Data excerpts
--- START ---
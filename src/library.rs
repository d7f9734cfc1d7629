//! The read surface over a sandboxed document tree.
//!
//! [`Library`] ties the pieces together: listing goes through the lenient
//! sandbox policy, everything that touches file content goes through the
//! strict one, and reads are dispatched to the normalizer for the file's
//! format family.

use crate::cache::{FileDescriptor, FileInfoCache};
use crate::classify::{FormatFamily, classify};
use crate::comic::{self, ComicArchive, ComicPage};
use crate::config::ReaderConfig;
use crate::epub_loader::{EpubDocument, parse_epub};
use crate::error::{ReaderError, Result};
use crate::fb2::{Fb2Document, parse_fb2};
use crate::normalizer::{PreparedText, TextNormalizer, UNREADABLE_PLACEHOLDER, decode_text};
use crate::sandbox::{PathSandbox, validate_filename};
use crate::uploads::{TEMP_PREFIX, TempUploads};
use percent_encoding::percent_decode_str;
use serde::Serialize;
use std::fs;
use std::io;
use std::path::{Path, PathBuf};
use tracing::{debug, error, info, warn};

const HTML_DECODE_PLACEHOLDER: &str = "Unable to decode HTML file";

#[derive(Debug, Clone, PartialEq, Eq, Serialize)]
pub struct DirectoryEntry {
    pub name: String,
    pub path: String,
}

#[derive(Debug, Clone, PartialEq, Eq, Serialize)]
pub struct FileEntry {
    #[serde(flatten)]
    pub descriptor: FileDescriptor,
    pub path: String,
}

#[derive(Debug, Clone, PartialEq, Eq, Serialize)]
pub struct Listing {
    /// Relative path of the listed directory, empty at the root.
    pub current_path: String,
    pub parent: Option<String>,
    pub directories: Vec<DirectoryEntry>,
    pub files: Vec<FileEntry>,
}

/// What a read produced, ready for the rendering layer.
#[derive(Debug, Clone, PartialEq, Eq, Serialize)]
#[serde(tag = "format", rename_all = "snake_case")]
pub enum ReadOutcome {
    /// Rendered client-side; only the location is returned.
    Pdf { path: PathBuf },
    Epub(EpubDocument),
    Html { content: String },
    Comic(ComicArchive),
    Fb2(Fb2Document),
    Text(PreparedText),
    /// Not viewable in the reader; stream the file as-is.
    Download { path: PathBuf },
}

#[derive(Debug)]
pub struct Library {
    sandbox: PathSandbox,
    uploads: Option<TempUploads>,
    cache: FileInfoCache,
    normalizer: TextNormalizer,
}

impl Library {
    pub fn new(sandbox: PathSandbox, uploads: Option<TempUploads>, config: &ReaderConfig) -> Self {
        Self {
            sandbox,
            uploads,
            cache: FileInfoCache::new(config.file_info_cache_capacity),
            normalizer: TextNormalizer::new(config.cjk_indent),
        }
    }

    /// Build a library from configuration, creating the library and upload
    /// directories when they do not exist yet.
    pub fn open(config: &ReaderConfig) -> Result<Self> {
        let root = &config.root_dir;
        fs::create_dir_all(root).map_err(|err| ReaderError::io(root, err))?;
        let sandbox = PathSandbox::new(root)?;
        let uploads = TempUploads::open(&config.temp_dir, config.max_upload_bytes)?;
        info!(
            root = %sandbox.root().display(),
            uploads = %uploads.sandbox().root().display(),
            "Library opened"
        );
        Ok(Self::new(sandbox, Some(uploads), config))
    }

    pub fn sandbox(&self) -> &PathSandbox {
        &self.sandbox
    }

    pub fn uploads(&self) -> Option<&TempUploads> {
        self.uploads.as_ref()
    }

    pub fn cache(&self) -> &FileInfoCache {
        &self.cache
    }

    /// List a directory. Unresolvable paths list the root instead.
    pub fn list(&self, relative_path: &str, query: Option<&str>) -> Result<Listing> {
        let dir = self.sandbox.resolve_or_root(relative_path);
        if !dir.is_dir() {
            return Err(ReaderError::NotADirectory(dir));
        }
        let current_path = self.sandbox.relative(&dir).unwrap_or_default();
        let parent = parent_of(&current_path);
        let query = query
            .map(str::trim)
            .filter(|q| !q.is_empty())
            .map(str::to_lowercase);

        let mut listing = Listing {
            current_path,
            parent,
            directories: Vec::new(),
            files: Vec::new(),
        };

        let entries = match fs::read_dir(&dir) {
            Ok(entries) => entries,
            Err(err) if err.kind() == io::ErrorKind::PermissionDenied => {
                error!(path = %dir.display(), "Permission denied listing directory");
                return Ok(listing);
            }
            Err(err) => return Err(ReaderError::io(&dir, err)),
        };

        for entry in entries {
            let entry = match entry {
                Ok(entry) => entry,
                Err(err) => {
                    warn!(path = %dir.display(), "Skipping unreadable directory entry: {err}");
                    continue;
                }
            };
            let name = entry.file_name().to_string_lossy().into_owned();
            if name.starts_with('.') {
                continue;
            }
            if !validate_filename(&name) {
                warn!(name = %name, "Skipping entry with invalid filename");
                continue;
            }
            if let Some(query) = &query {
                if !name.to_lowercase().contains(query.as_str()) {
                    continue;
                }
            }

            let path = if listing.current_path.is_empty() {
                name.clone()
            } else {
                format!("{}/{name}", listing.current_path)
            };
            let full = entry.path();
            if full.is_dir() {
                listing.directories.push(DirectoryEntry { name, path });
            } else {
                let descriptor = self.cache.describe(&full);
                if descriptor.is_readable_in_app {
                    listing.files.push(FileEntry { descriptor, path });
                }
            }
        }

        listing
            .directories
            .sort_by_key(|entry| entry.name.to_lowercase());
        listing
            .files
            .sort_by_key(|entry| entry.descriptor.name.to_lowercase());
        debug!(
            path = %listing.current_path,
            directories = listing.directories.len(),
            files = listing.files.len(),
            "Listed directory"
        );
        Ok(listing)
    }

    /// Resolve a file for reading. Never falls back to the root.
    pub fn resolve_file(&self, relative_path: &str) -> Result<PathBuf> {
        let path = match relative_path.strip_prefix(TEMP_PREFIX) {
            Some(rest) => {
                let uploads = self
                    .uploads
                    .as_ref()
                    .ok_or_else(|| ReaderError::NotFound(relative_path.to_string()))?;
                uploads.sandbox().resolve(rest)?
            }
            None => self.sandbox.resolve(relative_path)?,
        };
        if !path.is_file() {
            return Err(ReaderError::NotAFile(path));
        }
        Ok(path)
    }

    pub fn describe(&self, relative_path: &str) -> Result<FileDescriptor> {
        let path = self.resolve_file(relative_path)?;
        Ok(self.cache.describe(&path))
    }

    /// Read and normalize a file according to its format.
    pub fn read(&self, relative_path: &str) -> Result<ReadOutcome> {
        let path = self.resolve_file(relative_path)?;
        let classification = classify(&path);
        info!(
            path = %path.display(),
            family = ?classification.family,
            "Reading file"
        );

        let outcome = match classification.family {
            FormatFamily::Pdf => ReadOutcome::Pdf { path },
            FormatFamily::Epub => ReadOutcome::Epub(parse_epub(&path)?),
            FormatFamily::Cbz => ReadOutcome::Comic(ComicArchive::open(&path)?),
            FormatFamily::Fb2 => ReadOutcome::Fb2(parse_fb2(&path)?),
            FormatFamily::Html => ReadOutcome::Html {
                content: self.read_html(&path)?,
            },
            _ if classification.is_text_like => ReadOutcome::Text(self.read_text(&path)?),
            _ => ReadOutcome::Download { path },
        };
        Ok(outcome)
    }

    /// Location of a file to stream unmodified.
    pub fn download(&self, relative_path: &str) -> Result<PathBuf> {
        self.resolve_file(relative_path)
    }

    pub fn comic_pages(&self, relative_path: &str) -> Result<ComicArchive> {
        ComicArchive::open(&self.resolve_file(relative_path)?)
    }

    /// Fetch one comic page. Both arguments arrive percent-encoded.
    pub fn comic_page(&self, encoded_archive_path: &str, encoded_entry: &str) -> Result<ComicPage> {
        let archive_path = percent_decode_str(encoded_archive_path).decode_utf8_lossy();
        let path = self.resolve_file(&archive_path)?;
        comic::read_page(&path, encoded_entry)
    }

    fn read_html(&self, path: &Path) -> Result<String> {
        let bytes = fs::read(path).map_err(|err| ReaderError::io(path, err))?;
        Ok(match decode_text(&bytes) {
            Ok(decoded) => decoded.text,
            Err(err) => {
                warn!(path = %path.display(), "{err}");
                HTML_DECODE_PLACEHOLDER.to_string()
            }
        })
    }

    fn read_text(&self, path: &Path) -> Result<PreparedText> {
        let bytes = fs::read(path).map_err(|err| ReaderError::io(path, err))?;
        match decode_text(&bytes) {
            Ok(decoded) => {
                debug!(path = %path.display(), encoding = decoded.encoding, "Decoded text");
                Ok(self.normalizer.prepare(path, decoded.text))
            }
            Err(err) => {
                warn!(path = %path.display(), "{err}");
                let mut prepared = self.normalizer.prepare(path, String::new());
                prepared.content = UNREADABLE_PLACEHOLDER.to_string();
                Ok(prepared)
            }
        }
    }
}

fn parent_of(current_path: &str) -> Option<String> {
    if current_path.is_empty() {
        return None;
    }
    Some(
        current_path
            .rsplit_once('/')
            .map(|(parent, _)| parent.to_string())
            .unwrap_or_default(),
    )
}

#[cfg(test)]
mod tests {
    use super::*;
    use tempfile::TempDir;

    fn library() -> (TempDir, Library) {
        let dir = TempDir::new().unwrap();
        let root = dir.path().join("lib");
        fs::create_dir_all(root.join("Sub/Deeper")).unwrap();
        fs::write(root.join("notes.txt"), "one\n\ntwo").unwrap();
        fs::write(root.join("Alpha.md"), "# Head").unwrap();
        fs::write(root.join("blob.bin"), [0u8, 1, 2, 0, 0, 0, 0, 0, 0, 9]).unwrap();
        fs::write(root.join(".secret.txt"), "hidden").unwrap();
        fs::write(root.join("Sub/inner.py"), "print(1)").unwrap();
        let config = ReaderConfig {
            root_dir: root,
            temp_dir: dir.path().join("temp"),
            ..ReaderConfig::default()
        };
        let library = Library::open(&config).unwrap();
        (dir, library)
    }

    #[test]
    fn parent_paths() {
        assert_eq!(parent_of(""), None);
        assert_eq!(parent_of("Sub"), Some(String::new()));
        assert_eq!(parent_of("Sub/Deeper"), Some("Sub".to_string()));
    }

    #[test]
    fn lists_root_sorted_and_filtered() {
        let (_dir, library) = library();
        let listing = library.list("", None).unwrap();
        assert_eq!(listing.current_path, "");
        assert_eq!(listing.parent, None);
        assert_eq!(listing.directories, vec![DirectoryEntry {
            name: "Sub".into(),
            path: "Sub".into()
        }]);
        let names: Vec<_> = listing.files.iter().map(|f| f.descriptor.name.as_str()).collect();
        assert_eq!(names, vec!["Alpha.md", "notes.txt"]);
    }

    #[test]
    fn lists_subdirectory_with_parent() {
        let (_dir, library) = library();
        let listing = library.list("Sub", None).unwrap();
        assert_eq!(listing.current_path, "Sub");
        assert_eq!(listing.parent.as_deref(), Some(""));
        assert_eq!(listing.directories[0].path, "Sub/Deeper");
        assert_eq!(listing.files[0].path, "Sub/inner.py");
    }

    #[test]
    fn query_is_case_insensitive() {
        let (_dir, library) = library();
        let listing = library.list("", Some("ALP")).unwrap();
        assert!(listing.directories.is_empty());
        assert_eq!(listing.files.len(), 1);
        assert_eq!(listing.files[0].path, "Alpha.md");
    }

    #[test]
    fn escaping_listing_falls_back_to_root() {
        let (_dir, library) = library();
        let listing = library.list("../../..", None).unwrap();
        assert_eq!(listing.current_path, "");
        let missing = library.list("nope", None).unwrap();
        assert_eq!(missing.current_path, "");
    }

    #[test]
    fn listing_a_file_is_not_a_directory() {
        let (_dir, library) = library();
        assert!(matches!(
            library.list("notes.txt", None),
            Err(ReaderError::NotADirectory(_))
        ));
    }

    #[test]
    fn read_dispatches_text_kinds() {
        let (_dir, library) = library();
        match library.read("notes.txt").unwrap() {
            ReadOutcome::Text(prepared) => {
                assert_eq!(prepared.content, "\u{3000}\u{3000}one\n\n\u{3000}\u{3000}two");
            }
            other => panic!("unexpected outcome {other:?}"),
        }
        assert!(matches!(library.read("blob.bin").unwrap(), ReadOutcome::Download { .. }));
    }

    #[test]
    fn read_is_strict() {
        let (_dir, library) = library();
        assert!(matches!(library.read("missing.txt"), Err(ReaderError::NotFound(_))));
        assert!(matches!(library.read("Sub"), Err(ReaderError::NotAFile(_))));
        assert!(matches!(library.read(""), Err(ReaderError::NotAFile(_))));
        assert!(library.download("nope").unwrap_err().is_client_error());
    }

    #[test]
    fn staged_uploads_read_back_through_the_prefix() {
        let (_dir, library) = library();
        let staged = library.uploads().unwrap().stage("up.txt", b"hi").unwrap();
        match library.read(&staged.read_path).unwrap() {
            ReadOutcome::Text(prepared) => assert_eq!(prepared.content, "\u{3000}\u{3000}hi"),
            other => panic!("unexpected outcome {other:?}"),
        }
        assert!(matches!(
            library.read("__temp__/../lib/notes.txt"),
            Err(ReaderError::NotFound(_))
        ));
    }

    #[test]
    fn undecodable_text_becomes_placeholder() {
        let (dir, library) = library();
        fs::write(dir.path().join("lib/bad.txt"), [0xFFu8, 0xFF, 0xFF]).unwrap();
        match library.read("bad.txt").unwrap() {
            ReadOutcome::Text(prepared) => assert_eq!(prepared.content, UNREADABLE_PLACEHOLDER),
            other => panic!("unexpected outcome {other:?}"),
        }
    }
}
--- END ---
Which lines above run from the one containing "uploads.sandbox().resolve(rest)?" down to the one containing "fn read_html(&self, path: &Path)"? Repeat exactly those, both ends included, and nothing else.

                uploads.sandbox().resolve(rest)?
            }
            None => self.sandbox.resolve(relative_path)?,
        };
        if !path.is_file() {
            return Err(ReaderError::NotAFile(path));
        }
        Ok(path)
    }

    pub fn describe(&self, relative_path: &str) -> Result<FileDescriptor> {
        let path = self.resolve_file(relative_path)?;
        Ok(self.cache.describe(&path))
    }

    /// Read and normalize a file according to its format.
    pub fn read(&self, relative_path: &str) -> Result<ReadOutcome> {
        let path = self.resolve_file(relative_path)?;
        let classification = classify(&path);
        info!(
            path = %path.display(),
            family = ?classification.family,
            "Reading file"
        );

        let outcome = match classification.family {
            FormatFamily::Pdf => ReadOutcome::Pdf { path },
            FormatFamily::Epub => ReadOutcome::Epub(parse_epub(&path)?),
            FormatFamily::Cbz => ReadOutcome::Comic(ComicArchive::open(&path)?),
            FormatFamily::Fb2 => ReadOutcome::Fb2(parse_fb2(&path)?),
            FormatFamily::Html => ReadOutcome::Html {
                content: self.read_html(&path)?,
            },
            _ if classification.is_text_like => ReadOutcome::Text(self.read_text(&path)?),
            _ => ReadOutcome::Download { path },
        };
        Ok(outcome)
    }

    /// Location of a file to stream unmodified.
    pub fn download(&self, relative_path: &str) -> Result<PathBuf> {
        self.resolve_file(relative_path)
    }

    pub fn comic_pages(&self, relative_path: &str) -> Result<ComicArchive> {
        ComicArchive::open(&self.resolve_file(relative_path)?)
    }

    /// Fetch one comic page. Both arguments arrive percent-encoded.
    pub fn comic_page(&self, encoded_archive_path: &str, encoded_entry: &str) -> Result<ComicPage> {
        let archive_path = percent_decode_str(encoded_archive_path).decode_utf8_lossy();
        let path = self.resolve_file(&archive_path)?;
        comic::read_page(&path, encoded_entry)
    }

    fn read_html(&self, path: &Path) -> Result<String> {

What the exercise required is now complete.